Sans tout vous dévoiler, c’est un peu le but que nous recherchons en ce début d’année : ainsi, les vœux qu’on présentera ce lundi 12 janvier seront des vœux Bi Pan +, et non la seule expression de Bi’Cause.

Sentir à cette faveur que quelque chose se passe dans le vaste champ bi pan. Que nos orientations sont bien réelles, qu’elles touchent de plus en plus de monde, notamment chez les jeunes.

Sentier escarpé la cause bi pan ? À nous, ensemble, de faire en sorte que la perspective s’élargisse, peut-être pas toute de suite vers une voie royale (ou républicaine), mais en tout cas plus visible, plus connue.

Sans oublier en cette nouvelle année
Santé, bonheur, projets qui se réalisent
Sentiments, amitiés, amour pour vous et vos proches

Bi’llet + Pan’carte – Flash du 16 janvier 2026

Bi’llet + Pan’carteFlash du 21 janvier 2026

Bi’llet + Pan’carte Flash du 28 janvier 2026

Février

Bi’llet + Pan’carte n°101 du 11 février 2026

édito : La période est cruciale pour les droits des personnes LGBTQIA+

Avec la modestie qui caractérise une association de quelques dizaines de membres*, Bi’Cause pense qu’il faut tenir tous les bouts de la chaîne, enfin, des chaînes mêlées, et notamment :

  • comme dit notre maison commune, le Centre LGBTQIA+ de Paris-IdF, assurer « l’accueil inconditionnel des personnes » – ce que nous nous efforçons de faire,
  • avec l’Inter LGBT, porter avec conviction et intelligence, autour de chacan de nous, le guide à destination des candidat·es au élections municipales « Agir en 84 mesures » https://bicause.fr/elections-municipales-2026-agir-pour-les-lgbt-a-lechelle-municipale/
  • mettre en avant nos spécificités et identités bi pan et +, comme le font également les collectifs, réseaux, militanz, universitaires bi/pan – ainsi lors de l’émission Au Poste avec Stéphanie Ouillon et Camille Teste (cette dernière nous fait le plaisir de venir lundi 23 février en Bi’Causerie).
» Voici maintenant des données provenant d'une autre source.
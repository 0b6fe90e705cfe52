//! Backward induction over the state graph in reverse topological order.

use super::combination::PricedCombination;
use super::graph::{Edge, NodeId, StateGraph};
use crate::constants::MYRIA;

/// Minimum expected remaining cost per node and the edge that achieves it.
#[derive(Debug, Clone)]
pub struct Solution {
    costs: Vec<f64>,
    policy: Vec<Option<Edge>>,
}

impl Solution {
    pub fn cost(&self, id: NodeId) -> f64 {
        self.costs[id.index()]
    }

    /// Best outgoing edge; `None` only for the absorbing node.
    pub fn policy(&self, id: NodeId) -> Option<&Edge> {
        self.policy[id.index()].as_ref()
    }
}

/// Solve every node of `graph`.
///
/// Each attempt pays `base_cost` plus the combination's price; a failed attempt then
/// pays the target's expected cost. Panics if the graph contains a cycle.
pub fn solve(graph: &StateGraph, frontier: &[PricedCombination], base_cost: f64) -> Solution {
    let n = graph.len();
    let mut costs = vec![f64::INFINITY; n];
    let mut policy: Vec<Option<Edge>> = vec![None; n];
    let mut unresolved: Vec<usize> = graph.node_ids().map(|id| graph.out_edges(id).len()).collect();

    let mut ready: Vec<NodeId> = graph.node_ids().filter(|id| unresolved[id.index()] == 0).collect();
    for id in &ready {
        costs[id.index()] = 0.0;
    }

    let mut resolved = 0;
    while let Some(target) = ready.pop() {
        resolved += 1;
        let target_cost = costs[target.index()];
        for edge in graph.in_edges(target) {
            let source = edge.node.index();
            let fail_chance = (MYRIA - edge.success_permyria) as f64 / MYRIA as f64;
            let value = base_cost + frontier[edge.option].cost + fail_chance * target_cost;
            if value < costs[source] {
                costs[source] = value;
                policy[source] = Some(Edge {
                    node: target,
                    option: edge.option,
                    success_permyria: edge.success_permyria,
                });
            }
            unresolved[source] -= 1;
            if unresolved[source] == 0 {
                ready.push(edge.node);
            }
        }
    }

    assert_eq!(resolved, n, "state graph contains a cycle");
    tracing::debug!(states = n, "solved expected costs");
    Solution { costs, policy }
}

#[cfg(test)]
mod tests {
    use super::*;
    use crate::constants::DEFAULT_MAX_STATES;
    use crate::strategy::combination::Combination;
    use crate::strategy::graph::ABSORBED;
    use crate::strategy::transition::{HoningState, TransitionModel};

    fn option(rate_bonus: u32, cost: f64) -> PricedCombination {
        PricedCombination {
            rate_bonus,
            cost,
            combination: Combination::none(0),
        }
    }

    fn model(base_rate: u32) -> TransitionModel {
        TransitionModel {
            base_rate,
            artisan_cap: 21506,
        }
    }

    fn explore(
        model: &TransitionModel,
        frontier: &[PricedCombination],
        start: HoningState,
    ) -> StateGraph {
        StateGraph::build(model, frontier, start, DEFAULT_MAX_STATES).unwrap()
    }

    #[test]
    fn test_absorbed_costs_nothing() {
        let frontier = [option(0, 0.0)];
        let graph = explore(&model(10000), &frontier, HoningState::new(10000, 0));
        let solution = solve(&graph, &frontier, 42.0);
        assert_eq!(solution.cost(ABSORBED), 0.0);
        assert!(solution.policy(ABSORBED).is_none());
        assert_eq!(solution.cost(graph.start()), 42.0);
    }

    #[test]
    fn test_hand_computed_chain() {
        let frontier = [option(0, 0.0)];
        let graph = explore(&model(5000), &frontier, HoningState::new(5000, 0));
        let solution = solve(&graph, &frontier, 100.0);
        // 100 + .5 * (100 + .45 * (100 + .4 * (100 + .35 * 100)))
        assert!((solution.cost(graph.start()) - 184.65).abs() < 1e-9);
    }

    #[test]
    fn test_cheap_certainty_is_chosen() {
        // A 10-gold booster that guarantees success beats paying 100 per retry.
        let frontier = [option(0, 0.0), option(5000, 10.0)];
        let graph = explore(&model(5000), &frontier, HoningState::new(5000, 0));
        let solution = solve(&graph, &frontier, 100.0);
        let best = solution.policy(graph.start()).unwrap();
        assert_eq!(best.option, 1);
        assert_eq!(best.node, ABSORBED);
        assert!((solution.cost(graph.start()) - 110.0).abs() < 1e-9);
    }

    #[test]
    fn test_expensive_booster_is_skipped() {
        let frontier = [option(0, 0.0), option(5000, 1000.0)];
        let graph = explore(&model(5000), &frontier, HoningState::new(5000, 0));
        let solution = solve(&graph, &frontier, 100.0);
        assert_eq!(solution.policy(graph.start()).unwrap().option, 0);
    }

    #[test]
    fn test_every_state_resolved_and_finite() {
        let frontier = [option(0, 0.0), option(250, 3.0), option(1000, 20.0)];
        let graph = explore(&model(1000), &frontier, HoningState::new(1000, 0));
        let solution = solve(&graph, &frontier, 50.0);
        for id in graph.node_ids() {
            assert!(solution.cost(id).is_finite());
            if id != ABSORBED {
                assert!(solution.policy(id).is_some());
                assert!(solution.cost(id) >= 50.0);
            }
        }
    }
}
Sans oublier, Bi’Cause ayant déjà répondu à la CNCDH**, de se coordonner avec les autres associations pour l’évaluation du plan gouvernemental qui s’achève – et qui, entre autres, avait écarté la thématique bi pan, malgré nos demandes !

Et puis contribuer à la future association européenne et centre-asiatique Bi+ Equal, créée lundi dernier aux Pays-Bas.

Le tout dans un contexte français, européen voire mondial où les réactionnaires anti-LGBT+ (avec la complicité voire la protection de celleux qui « regardent ailleurs »!) ont le verbe haut, et où il faut à la fois obtenir des avancées et défendre les conquêtes…

Qui a dit que la cause bi, pan, c’était une situation facile, confortable ? En fait, on est une association sportive de haut niveau… d’exigence, bien sûr 😉

* mais vous pouvez, si ce n’est déjà fait, contribuer à la faire grossir – voire à l’aider financièrement

** Commission Nationale Consultative des Droits de l’Homme


Mars

Bi’llet + Pan’carte n°102 du 3 mars 2026

Édito Mars, un mois d’enjeux

Des dates

  • 8 mars, journée internationale des droits des femmes – voir https://www.grevefeministe.fr/
  • 21 mars, journée mondiale pour l’élimination de la haine raciale
  • 31 mars, journée de la visibilité trans (TDoV)

Des marches, des revendications fières et déterminées.

Et aussi

Un appel du Collectif Intersexe Activiste OII France

PROTÉGEONSLES ENFANTS INTERSEXES

(voir en fin du Bi’llet + Pan’carte)

Bi’Cause est depuis très longtemps aux côtés du CIA OII. Elle appelle à soutenir et développer l’audience de ce combat.

Bi’Cause se bat contre la biphobie et la panphobie – et plus généralement pour que reculent les discriminations, les haines, pour que progressent les droits des personnes opprimées, notamment LGBTQIA+, mais pas seulement.

Pour que le Vivre Ensemble devienne enfin une réalité dans toutes les strates et tous les recoins de la société.

C’est une démarche citoyenne. Soyons nombreuz à la porter.

Bi’llet + Pan’carte n°103 du 11 mars 2026

avril

Bi’llet + Pan’carte n°104 du 11 mars 2026

Édito : Au printemps, au printemps, et mon cœur et ton cœur sont repeints…

sont repeints au vin blanc, chantait Jacques Brel.

Ben, pour nous, Bi Pan et +, c’est un peu restrictif : côté couleurs, il oubliait celles symbolisant les personnes racisées, celles des personnes trans, mais aussi intersexes, toutes rajoutées au drapeau arc-en-ciel (« rainbow inclusif ») ; les couleurs de l’asexualité (dont on vient de fêter la journée internationale) ; bi’en sûr nos teintes bi et pan. Bref, il y a de quoi symboliser la multiplicité, la vie…

Même chose côté boissons, à Bi’Cause, on a l’habitude de diversifier (et pas que « menthe à l’eau », même chaude), bref on boit à tous les râteliers, enfin, à toutes les occasions, c’est notre conception de la convivialité.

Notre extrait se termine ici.